Fly ash as a supplement
Used since the 1930s as a partial replacement for portland cement in concrete mixtures, fly ash can offer numerous benefits. It increases concrete durability, decreases permeability, lessens shrinkage cracking, and reduces the potential for alkali-silica reactivity (ASR) and sulfate attack. Fly ash is a by-product of burning coal to produce electricity. Using it in concrete reduces the environmental impact by decreasing reliance on portland cement, which is very energy-intensive to manufacture. It also lowers the amount of fly ash that goes to landfills. (Slag cement provides similar benefits; it is a by-product of steel manufacturing.) The use of fly ash can dramatically affect concrete setting times. For high-fly-ash concrete, strength development is generally much slower, resistance to de-icer scaling can be lower, and entrained air content reduced. Many of these issues can be offset by using chemical admixtures. Highly reactive pozzolans—such as silica fume and metakaolin—can increase the rate at which concrete gains strength and produce ‘high-early-strength’ concrete. In 2010, the U.S. Environmental Protection Agency (EPA) addressed fly ash disposal following the failure of an earthen dam of a pond holding accumulated fly ash slurry from a power plant in Kingston, Tennessee. The failure released slurry downstream. Coal ash contains measurable quantities of heavy metals, such as arsenic, lead, and selenium. If openly contacted, these substances could cause cancer or neurological problems. In the regulatory development process, heated debate raged over whether to label fly ash as a hazardous material—some argued this would limit its recycled uses. There is also debate over fly ash’s level of toxicity, with some claiming it is no worse than background material such as dirt. As a result, EPA focused its regulatory actions on fly ash disposal. The agency has encouraged use of coal ash waste in products, like concrete, where the substance is encapsulated. Two options were proposed:
- label fly ash as ‘special waste’ with federally enforced disposal regulations; and
- have EPA set performance standards with enforcement by lawsuits. Both would unfortunately discourage its reuse.
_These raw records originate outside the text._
//! HTTP plumbing shared by the fetchers.

use std::time::Duration;

use anyhow::{Context, Result};
use tracing::debug;

use crate::error::FetchError;

/// Issues a GET request and returns the response body.
///
/// Implementations report every failure to complete the request, including
/// timeouts and non-success statuses, as [`FetchError::NetworkFailure`].
#[allow(async_fn_in_trait)]
pub trait Transport {
    /// Fetch `url` with the given query parameters.
    async fn get(&self, url: &str, query: &[(&str, &str)]) -> Result<String, FetchError>;
}

/// [`Transport`] backed by a shared `reqwest` client.
#[derive(Debug, Clone)]
pub struct HttpTransport {
    client: reqwest::Client,
}

impl HttpTransport {
    /// Build a client that gives up on any request after `timeout`.
    pub fn new(timeout: Duration) -> Result<Self> {
        let client = reqwest::Client::builder()
            .user_agent(concat!("etaboard/", env!("CARGO_PKG_VERSION")))
            .timeout(timeout)
            .build()
            .context("failed to build HTTP client")?;
        Ok(Self { client })
    }
}

impl Transport for HttpTransport {
    async fn get(&self, url: &str, query: &[(&str, &str)]) -> Result<String, FetchError> {
        debug!(url, "GET");
        let response = self
            .client
            .get(url)
            .query(query)
            .send()
            .await?
            .error_for_status()?;
        Ok(response.text().await?)
    }
}
#![warn(clippy::all, missing_docs)]

//! Core logic for the etaboard transit kiosk.
//!
//! This crate hosts configuration, the monitored-entity registry, the
//! transit and bike-share fetchers, arrival-time normalisation and the
//! refresh cycle that feeds whatever display is attached.

pub mod board;
pub mod config;
pub mod error;
pub mod fetch;
pub mod normalize;
pub mod reading;
pub mod refresh;
pub mod registry;
pub mod transport;

pub use board::{Board, BoardEntry, BoardUpdate, ChannelSink, RenderSink, SinkClosed};
pub use config::{AppConfig, Credentials};
pub use error::FetchError;
pub use reading::ArrivalReading;
pub use refresh::{CycleReport, RefreshCycle, RefreshHandle, Scheduler, StopReason};
pub use registry::{EntityId, MonitoredEntity, Position, Registry, SourceKind};
pub use transport::{HttpTransport, Transport};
As noted, concern has been raised by some building health experts about the presence of trace heavy metals in fly ash. However, others maintain the metals are effectively locked into the cementitious matrix, preventing their release.
Specifications for fly ash
Two types of fly ash—Classes F and C—are used in concrete. The former is a by-product of burning bituminous coal; the latter is from burning lignite and sub-bituminous coal. Concrete with Class C fly ash develops strength faster than concrete with Class F fly ash. What percent of fly ash is appropriate depends on:
- project and properties requirements;
- type of fly ash selected;
- climate conditions at the building site; and
- use of admixtures.
For architectural precast, fly ash is not commonly employed because of potential impact to color. However, if used, such as with darker or gray-colored concrete, the amount of fly ash is normally limited to 15 to 20 percent. The Precast/Prestressed Concrete Institute (PCI) suggests limiting the use of fly ash for structural precast concrete to 35 percent; ASTM C 595, Standard Specification for Blended Hydraulic Cements, limits the fly ash content of blended cement to 40 percent. Under the American Institute of Architects (AIA) MasterSpec, published by ARCOM, fly ash should conform to ASTM C 618, Standard Specification for Coal Fly Ash and Raw or Calcined Natural Pozzolan for Use in Concrete, while slag cement should conform to ASTM C 989, Standard Specification for Slag Cement for Use in Concrete and Mortars, requirements. Typically, the amount of fly ash specified has been in the range of 15 to 25 percent by weight of the total cementitious materials in the mixture. However, higher amounts are often used. Limits commonly range from 15 to 30 percent for Class F fly ash and from 15 to 40 percent for Class C fly ash. American Concrete Institute (ACI) 318, Building Code Requirements for Structural Concrete, limits the amount of fly ash content to 25 percent for Exposure Class F-3 (i.e. concrete in continuous contact with moisture, exposed to freezing and thawing, and exposed to de-icing chemicals).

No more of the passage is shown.